--- Data records ---
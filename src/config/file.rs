//! INI config file loading.
//!
//! Unknown keys are ignored; unparseable values fall back to the default
//! with a warning, so a typo degrades gracefully instead of refusing to
//! start.

use super::settings::Settings;
use ini::Ini;
use std::path::Path;
use std::str::FromStr;
use std::time::Duration;
use thiserror::Error;
use tracing::warn;

/// Error loading a config file.
#[derive(Debug, Error)]
pub enum ConfigError {
    /// The file could not be read or parsed as INI.
    #[error("config file error: {0}")]
    Ini(#[from] ini::Error),
}

/// Loads settings from an INI file, filling gaps with defaults.
pub fn load_settings(path: impl AsRef<Path>) -> Result<Settings, ConfigError> {
    let ini = Ini::load_from_file(path.as_ref())?;
    let mut settings = Settings::default();

    {
        let c = &mut settings.cluster;
        get(&ini, "cluster", "min_workers", &mut c.min_workers);
        get(&ini, "cluster", "max_workers", &mut c.max_workers);
        get(&ini, "cluster", "scale_up_threshold", &mut c.scale_up_threshold);
        get(&ini, "cluster", "scale_down_threshold", &mut c.scale_down_threshold);
        get(&ini, "cluster", "worker_capacity", &mut c.worker_capacity);
        get_secs(&ini, "cluster", "scale_interval_secs", &mut c.scale_interval);
    }

    {
        let p = &mut settings.pool;
        get(&ini, "pool", "max_concurrent_jobs", &mut p.max_concurrent_jobs);
        get(
            &ini,
            "pool",
            "max_large_file_concurrent",
            &mut p.max_large_file_concurrent,
        );
        get(
            &ini,
            "pool",
            "large_file_threshold_mb",
            &mut p.large_file_threshold_mb,
        );
        if let Some(dir) = value(&ini, "pool", "scratch_dir") {
            p.scratch_dir = Some(dir.into());
        }
        get_secs(&ini, "pool", "scratch_max_age_secs", &mut p.scratch_max_age);
    }

    {
        let m = &mut settings.memory;
        get(&ini, "memory", "max_memory_usage_mb", &mut m.max_memory_usage_mb);
        get_secs(&ini, "memory", "sample_interval_secs", &mut m.sample_interval);
    }

    {
        let b = &mut settings.breaker;
        get(&ini, "breaker", "failure_threshold", &mut b.failure_threshold);
        get_millis(&ini, "breaker", "circuit_timeout_ms", &mut b.circuit_timeout);
        get(&ini, "breaker", "half_open_max_calls", &mut b.half_open_max_calls);
        get_secs(
            &ini,
            "breaker",
            "monitor_interval_secs",
            &mut b.monitor_interval,
        );
    }

    {
        let r = &mut settings.retry;
        get(&ini, "retry", "max_retries", &mut r.max_retries);
        get_millis(&ini, "retry", "base_delay_ms", &mut r.base_delay);
        get_millis(&ini, "retry", "max_delay_ms", &mut r.max_delay);
    }

    {
        let h = &mut settings.health;
        get_millis(
            &ini,
            "health",
            "worker_health_check_interval_ms",
            &mut h.worker_health_check_interval,
        );
        get_millis(&ini, "health", "heartbeat_interval_ms", &mut h.heartbeat_interval);
        get_millis(
            &ini,
            "health",
            "heartbeat_stale_after_ms",
            &mut h.heartbeat_stale_after,
        );
        get_millis(&ini, "health", "job_timeout_ms", &mut h.job_timeout);
        get_secs(&ini, "health", "recovery_window_secs", &mut h.recovery_window);
    }

    {
        let l = &mut settings.logging;
        if let Some(dir) = value(&ini, "logging", "dir") {
            l.dir = dir.to_string();
        }
        if let Some(file) = value(&ini, "logging", "file") {
            l.file = file.to_string();
        }
    }

    Ok(settings)
}

fn value<'a>(ini: &'a Ini, section: &str, key: &str) -> Option<&'a str> {
    ini.section(Some(section)).and_then(|props| props.get(key))
}

fn get<T: FromStr + Copy>(ini: &Ini, section: &str, key: &str, target: &mut T) {
    if let Some(raw) = value(ini, section, key) {
        match raw.parse() {
            Ok(parsed) => *target = parsed,
            Err(_) => warn!(section, key, value = raw, "Invalid config value, using default"),
        }
    }
}

fn get_millis(ini: &Ini, section: &str, key: &str, target: &mut Duration) {
    let mut ms = target.as_millis() as u64;
    get(ini, section, key, &mut ms);
    *target = Duration::from_millis(ms);
}

fn get_secs(ini: &Ini, section: &str, key: &str, target: &mut Duration) {
    let mut secs = target.as_secs();
    get(ini, section, key, &mut secs);
    *target = Duration::from_secs(secs);
}

#[cfg(test)]
mod tests {
    use super::*;
    use std::io::Write;

    fn write_config(content: &str) -> tempfile::NamedTempFile {
        let mut file = tempfile::NamedTempFile::new().unwrap();
        file.write_all(content.as_bytes()).unwrap();
        file.flush().unwrap();
        file
    }

    #[test]
    fn test_load_overrides_and_defaults() {
        let file = write_config(
            "[cluster]\n\
             min_workers = 4\n\
             max_workers = 12\n\
             \n\
             [retry]\n\
             max_retries = 5\n\
             base_delay_ms = 250\n",
        );

        let settings = load_settings(file.path()).unwrap();
        assert_eq!(settings.cluster.min_workers, 4);
        assert_eq!(settings.cluster.max_workers, 12);
        assert_eq!(settings.retry.max_retries, 5);
        assert_eq!(settings.retry.base_delay, Duration::from_millis(250));
        // Untouched sections keep defaults.
        assert_eq!(
            settings.pool.max_concurrent_jobs,
            super::super::defaults::DEFAULT_MAX_CONCURRENT_JOBS
        );
    }

    #[test]
    fn test_invalid_value_falls_back_to_default() {
        let file = write_config("[cluster]\nmin_workers = lots\n");
        let settings = load_settings(file.path()).unwrap();
        assert_eq!(
            settings.cluster.min_workers,
            super::super::defaults::DEFAULT_MIN_WORKERS
        );
    }

    #[test]
    fn test_scratch_dir_parsed_as_path() {
        let file = write_config("[pool]\nscratch_dir = /tmp/docstream-scratch\n");
        let settings = load_settings(file.path()).unwrap();
        assert_eq!(
            settings.pool.scratch_dir.as_deref(),
            Some(std::path::Path::new("/tmp/docstream-scratch"))
        );
    }

    #[test]
    fn test_missing_file_is_an_error() {
        assert!(load_settings("/nonexistent/docstream.ini").is_err());
    }
}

--- What the task asks ---
Where the string "memory" appears in a line of the listing, copy that line.

--- Result ---
        let m = &mut settings.memory;
        get(&ini, "memory", "max_memory_usage_mb", &mut m.max_memory_usage_mb);
        get_secs(&ini, "memory", "sample_interval_secs", &mut m.sample_interval);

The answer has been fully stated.